◆ THE TASK
Down to the final line, print the records again exactly.

◆ DATA TO USE

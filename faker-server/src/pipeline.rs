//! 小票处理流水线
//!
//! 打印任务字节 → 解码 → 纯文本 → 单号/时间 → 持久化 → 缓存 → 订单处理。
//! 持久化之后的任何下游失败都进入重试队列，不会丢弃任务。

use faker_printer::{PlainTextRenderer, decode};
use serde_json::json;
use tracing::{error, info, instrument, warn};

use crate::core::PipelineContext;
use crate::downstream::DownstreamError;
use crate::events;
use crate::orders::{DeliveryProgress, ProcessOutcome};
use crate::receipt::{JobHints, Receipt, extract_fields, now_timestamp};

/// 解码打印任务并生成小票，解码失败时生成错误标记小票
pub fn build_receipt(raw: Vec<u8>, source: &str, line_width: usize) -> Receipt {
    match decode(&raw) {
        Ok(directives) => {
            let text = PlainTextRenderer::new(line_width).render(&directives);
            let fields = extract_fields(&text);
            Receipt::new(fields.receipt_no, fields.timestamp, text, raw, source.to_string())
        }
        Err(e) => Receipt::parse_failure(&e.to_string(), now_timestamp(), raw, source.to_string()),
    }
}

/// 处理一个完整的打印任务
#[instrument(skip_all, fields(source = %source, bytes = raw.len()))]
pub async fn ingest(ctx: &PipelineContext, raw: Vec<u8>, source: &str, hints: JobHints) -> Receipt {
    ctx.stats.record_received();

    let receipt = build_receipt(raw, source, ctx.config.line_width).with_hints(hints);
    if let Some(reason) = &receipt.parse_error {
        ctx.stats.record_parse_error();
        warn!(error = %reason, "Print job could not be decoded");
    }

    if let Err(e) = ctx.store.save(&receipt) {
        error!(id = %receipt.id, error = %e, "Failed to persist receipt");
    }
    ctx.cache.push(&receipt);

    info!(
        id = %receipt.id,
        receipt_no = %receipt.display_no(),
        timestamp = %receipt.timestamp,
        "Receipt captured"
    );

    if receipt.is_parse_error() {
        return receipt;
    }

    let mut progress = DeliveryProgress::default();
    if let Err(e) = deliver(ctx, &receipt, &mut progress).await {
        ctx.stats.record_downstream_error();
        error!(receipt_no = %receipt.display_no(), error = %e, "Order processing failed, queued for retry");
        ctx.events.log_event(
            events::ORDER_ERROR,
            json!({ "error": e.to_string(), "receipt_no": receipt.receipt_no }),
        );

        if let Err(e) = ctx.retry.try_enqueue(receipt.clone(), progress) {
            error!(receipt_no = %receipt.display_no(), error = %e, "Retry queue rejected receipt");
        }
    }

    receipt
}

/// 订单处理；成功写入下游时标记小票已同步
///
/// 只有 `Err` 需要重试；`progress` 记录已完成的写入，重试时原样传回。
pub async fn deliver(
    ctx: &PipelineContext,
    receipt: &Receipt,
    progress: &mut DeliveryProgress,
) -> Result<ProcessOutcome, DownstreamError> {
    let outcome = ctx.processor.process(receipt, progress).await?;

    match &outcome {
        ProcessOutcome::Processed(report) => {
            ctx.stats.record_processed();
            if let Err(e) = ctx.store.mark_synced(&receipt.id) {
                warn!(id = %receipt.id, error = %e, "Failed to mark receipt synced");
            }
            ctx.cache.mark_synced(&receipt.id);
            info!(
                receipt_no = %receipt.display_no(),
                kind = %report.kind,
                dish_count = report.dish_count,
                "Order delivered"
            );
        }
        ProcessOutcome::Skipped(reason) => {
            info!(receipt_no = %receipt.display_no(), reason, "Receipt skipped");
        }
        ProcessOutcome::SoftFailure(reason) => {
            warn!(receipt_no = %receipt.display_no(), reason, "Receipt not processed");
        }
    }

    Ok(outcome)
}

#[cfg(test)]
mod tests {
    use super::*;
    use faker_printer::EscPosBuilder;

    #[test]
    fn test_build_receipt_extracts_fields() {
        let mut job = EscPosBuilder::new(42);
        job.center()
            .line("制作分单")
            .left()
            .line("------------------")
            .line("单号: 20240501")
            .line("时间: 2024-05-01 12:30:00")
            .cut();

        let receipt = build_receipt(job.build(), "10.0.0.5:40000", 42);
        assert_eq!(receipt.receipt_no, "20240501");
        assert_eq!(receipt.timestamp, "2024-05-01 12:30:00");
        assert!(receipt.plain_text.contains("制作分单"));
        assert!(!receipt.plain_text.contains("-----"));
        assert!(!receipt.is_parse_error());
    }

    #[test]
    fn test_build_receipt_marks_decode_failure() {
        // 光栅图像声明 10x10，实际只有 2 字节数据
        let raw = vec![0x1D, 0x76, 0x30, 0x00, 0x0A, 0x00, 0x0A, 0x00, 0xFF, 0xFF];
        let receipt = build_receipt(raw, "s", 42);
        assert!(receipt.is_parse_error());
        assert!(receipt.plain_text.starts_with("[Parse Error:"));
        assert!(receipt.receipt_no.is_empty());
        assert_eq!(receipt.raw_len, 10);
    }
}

◆ SOLUTION
filename faker-server/src/pipeline.rs
//! 小票处理流水线
//!
//! 打印任务字节 → 解码 → 纯文本 → 单号/时间 → 持久化 → 缓存 → 订单处理。
//! 持久化之后的任何下游失败都进入重试队列，不会丢弃任务。

use faker_printer::{PlainTextRenderer, decode};
use serde_json::json;
use tracing::{error, info, instrument, warn};

use crate::core::PipelineContext;
use crate::downstream::DownstreamError;
use crate::events;
use crate::orders::{DeliveryProgress, ProcessOutcome};
use crate::receipt::{JobHints, Receipt, extract_fields, now_timestamp};

/// 解码打印任务并生成小票，解码失败时生成错误标记小票
pub fn build_receipt(raw: Vec<u8>, source: &str, line_width: usize) -> Receipt {
    match decode(&raw) {
        Ok(directives) => {
            let text = PlainTextRenderer::new(line_width).render(&directives);
            let fields = extract_fields(&text);
            Receipt::new(fields.receipt_no, fields.timestamp, text, raw, source.to_string())
        }
        Err(e) => Receipt::parse_failure(&e.to_string(), now_timestamp(), raw, source.to_string()),
    }
}

/// 处理一个完整的打印任务
#[instrument(skip_all, fields(source = %source, bytes = raw.len()))]
pub async fn ingest(ctx: &PipelineContext, raw: Vec<u8>, source: &str, hints: JobHints) -> Receipt {
    ctx.stats.record_received();

    let receipt = build_receipt(raw, source, ctx.config.line_width).with_hints(hints);
    if let Some(reason) = &receipt.parse_error {
        ctx.stats.record_parse_error();
        warn!(error = %reason, "Print job could not be decoded");
    }

    if let Err(e) = ctx.store.save(&receipt) {
        error!(id = %receipt.id, error = %e, "Failed to persist receipt");
    }
    ctx.cache.push(&receipt);

    info!(
        id = %receipt.id,
        receipt_no = %receipt.display_no(),
        timestamp = %receipt.timestamp,
        "Receipt captured"
    );

    if receipt.is_parse_error() {
        return receipt;
    }

    let mut progress = DeliveryProgress::default();
    if let Err(e) = deliver(ctx, &receipt, &mut progress).await {
        ctx.stats.record_downstream_error();
        error!(receipt_no = %receipt.display_no(), error = %e, "Order processing failed, queued for retry");
        ctx.events.log_event(
            events::ORDER_ERROR,
            json!({ "error": e.to_string(), "receipt_no": receipt.receipt_no }),
        );

        if let Err(e) = ctx.retry.try_enqueue(receipt.clone(), progress) {
            error!(receipt_no = %receipt.display_no(), error = %e, "Retry queue rejected receipt");
        }
    }

    receipt
}

/// 订单处理；成功写入下游时标记小票已同步
///
/// 只有 `Err` 需要重试；`progress` 记录已完成的写入，重试时原样传回。
pub async fn deliver(
    ctx: &PipelineContext,
    receipt: &Receipt,
    progress: &mut DeliveryProgress,
) -> Result<ProcessOutcome, DownstreamError> {
    let outcome = ctx.processor.process(receipt, progress).await?;

    match &outcome {
        ProcessOutcome::Processed(report) => {
            ctx.stats.record_processed();
            if let Err(e) = ctx.store.mark_synced(&receipt.id) {
                warn!(id = %receipt.id, error = %e, "Failed to mark receipt synced");
            }
            ctx.cache.mark_synced(&receipt.id);
            info!(
                receipt_no = %receipt.display_no(),
                kind = %report.kind,
                dish_count = report.dish_count,
                "Order delivered"
            );
        }
        ProcessOutcome::Skipped(reason) => {
            info!(receipt_no = %receipt.display_no(), reason, "Receipt skipped");
        }
        ProcessOutcome::SoftFailure(reason) => {
            warn!(receipt_no = %receipt.display_no(), reason, "Receipt not processed");
        }
    }

    Ok(outcome)
}

#[cfg(test)]
mod tests {
    use super::*;
    use faker_printer::EscPosBuilder;

    #[test]
    fn test_build_receipt_extracts_fields() {
        let mut job = EscPosBuilder::new(42);
        job.center()
            .line("制作分单")
            .left()
            .line("------------------")
            .line("单号: 20240501")
            .line("时间: 2024-05-01 12:30:00")
            .cut();

        let receipt = build_receipt(job.build(), "10.0.0.5:40000", 42);
        assert_eq!(receipt.receipt_no, "20240501");
        assert_eq!(receipt.timestamp, "2024-05-01 12:30:00");
        assert!(receipt.plain_text.contains("制作分单"));
        assert!(!receipt.plain_text.contains("-----"));
        assert!(!receipt.is_parse_error());
    }

    #[test]
    fn test_build_receipt_marks_decode_failure() {
        // 光栅图像声明 10x10，实际只有 2 字节数据
        let raw = vec![0x1D, 0x76, 0x30, 0x00, 0x0A, 0x00, 0x0A, 0x00, 0xFF, 0xFF];
        let receipt = build_receipt(raw, "s", 42);
        assert!(receipt.is_parse_error());
        assert!(receipt.plain_text.starts_with("[Parse Error:"));
        assert!(receipt.receipt_no.is_empty());
        assert_eq!(receipt.raw_len, 10);
    }
}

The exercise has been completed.